In his farewell address to the American people in 1961, U.S. president Dwight Eisenhower spoke of the importance of an "alert and knowledgeable citizenry", and Jarecki is hoping that's what his film will help create. It was in that same speech that Eisenhower coined the term military-industrial complex. Jarecki says American politics has shifted so far to the right since 1961 that today Eisenhower would qualify as a lefty, even by Democratic party standards.

After the release of his previous film, The Trials of Henry Kissinger (which won several awards, including one from Amnesty International), Jarecki was concerned that he'd made it too easy for audiences to dismiss Vietnam and other U.S. military actions as the work of one man. "I think it ran the risk of providing viewers a sort of easy villain, an easy scapegoat," Jarecki says. "I thought 'Next time, I really want to go beyond a single public figure and I want to look more deeply at the system itself, the system that employs that public figure.'"

So Jarecki set out to meet the people who make the system work-and the people who are the system-including key players in the Pentagon, the secretary of the U.S. air force, and likely presidential candidate Senator John McCain. He also follows the stories of two Stealth-fighter pilots, a new army recruit, and a New York City cop who lost his son in the World Trade Center on 9/11 and decided to honour him by getting his name painted on one of the bombs being dropped on Iraq. Jarecki even had an interview with U.S. Deputy Secretary of State Paul Wolfowitz lined up, but it was cancelled at the last minute when the Abu Ghraib prison scandal broke.

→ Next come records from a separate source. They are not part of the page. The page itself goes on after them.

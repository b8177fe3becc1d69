//! Presentation Layer
//!
//! HTTP handlers, DTOs and router.

pub mod dto;
pub mod handlers;
pub mod router;

pub use router::posts_router;
//! One-time secrets handed to the account holder.
//!
//! Both are 32 random bytes rendered as 64 lowercase hex chars. The
//! verification token is stored as issued and matched exactly. The recovery
//! key is only ever stored as its SHA-256 digest.

use platform::crypto::sha256_hex;
use std::fmt;

fn redacted(value: &str) -> String {
    format!("{}…", value.get(..6).unwrap_or(""))
}

#[derive(Clone, PartialEq, Eq)]
pub struct VerificationToken(String);

impl VerificationToken {
    pub fn new(issued: String) -> Self {
        Self(issued)
    }

    pub fn as_str(&self) -> &str {
        &self.0
    }
}

impl fmt::Debug for VerificationToken {
    fn fmt(&self, f: &mut fmt::Formatter<'_>) -> fmt::Result {
        f.debug_tuple("VerificationToken")
            .field(&redacted(&self.0))
            .finish()
    }
}

/// Clear recovery key, shown once and then dropped.
pub struct RecoveryKey(String);

impl RecoveryKey {
    pub fn new(issued: String) -> Self {
        Self(issued)
    }

    /// Normalizes user input (surrounding space, letter case).
    pub fn from_input(raw: &str) -> Self {
        Self(raw.trim().to_ascii_lowercase())
    }

    pub fn as_str(&self) -> &str {
        &self.0
    }

    pub fn digest(&self) -> RecoveryKeyHash {
        RecoveryKeyHash(sha256_hex(self.0.as_bytes()))
    }

    pub fn into_string(self) -> String {
        self.0
    }
}

impl fmt::Debug for RecoveryKey {
    fn fmt(&self, f: &mut fmt::Formatter<'_>) -> fmt::Result {
        f.debug_tuple("RecoveryKey").field(&"[REDACTED]").finish()
    }
}

/// Hex SHA-256 of a [`RecoveryKey`].
#[derive(Debug, Clone, PartialEq, Eq, Hash)]
pub struct RecoveryKeyHash(String);

impl RecoveryKeyHash {
    pub fn from_db(hex: impl Into<String>) -> Self {
        Self(hex.into())
    }

    pub fn as_str(&self) -> &str {
        &self.0
    }
}

#[cfg(test)]
mod tests {
    use super::*;

    #[test]
    fn digest_is_stable_and_input_is_normalized() {
        let key = "ab".repeat(32);
        let issued = RecoveryKey::new(key.clone());
        let typed = RecoveryKey::from_input(&format!("  {}\n", key.to_uppercase()));
        assert_eq!(issued.digest(), typed.digest());
        assert_eq!(issued.digest().as_str().len(), 64);
        assert_ne!(issued.digest().as_str(), key);
    }

    #[test]
    fn debug_does_not_leak() {
        let token = VerificationToken::new("deadbeefcafebabe".into());
        assert!(!format!("{token:?}").contains("cafebabe"));
        let key = RecoveryKey::new("deadbeefcafebabe".into());
        assert!(!format!("{key:?}").contains("dead"));
    }
}
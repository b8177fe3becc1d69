//! Domain Layer
//!
//! Contains entities, value objects, and repository traits.

pub mod entity;
pub mod repository;
pub mod value_object;

// Re-exports
pub use entity::account::{Account, Verification, VerificationPolicy};
pub use repository::{AccountLookup, AccountRepository};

Although most of the people he interviewed are Republicans, Jarecki-who boasts that he doesn't belong to any political party-is clear that his movie isn't about Bush-bashing. "It has to be emphasized that the copyright on war-making in America is not owned by Republicans. Republicans and Democrats in America make war equally, and if it isn't one administration, it's another."

When asked what surprised or disturbed him most about his research, Jarecki cites a statistic used in the film. "Of all the money that is spent on foreign affairs by the United States, 93 percent of it is spent by the Department of Defense and seven percent by the State Department. That tells you volumes about the emphasis in U.S.-foreign-policy thinking in terms of conflict resolution by peaceable or military means."

The suggestion that Why We Fight is a bit like a Michael Moore movie without the funny finally brings a smile. "You didn't find my movie funny? My mom said to me once after the Kissinger film, she said, "I wish you would make a feel-good film." I thought about that and I thought, 'When I feel like I'm being lied to and when I don't know where my life is heading, I don't feel very good.' So to me, to make a film that tries to get at the heart of the matter and get past the fortress of lies that separates us from what we should really know about, to me, if that's not a feel-good film, I don't know what is."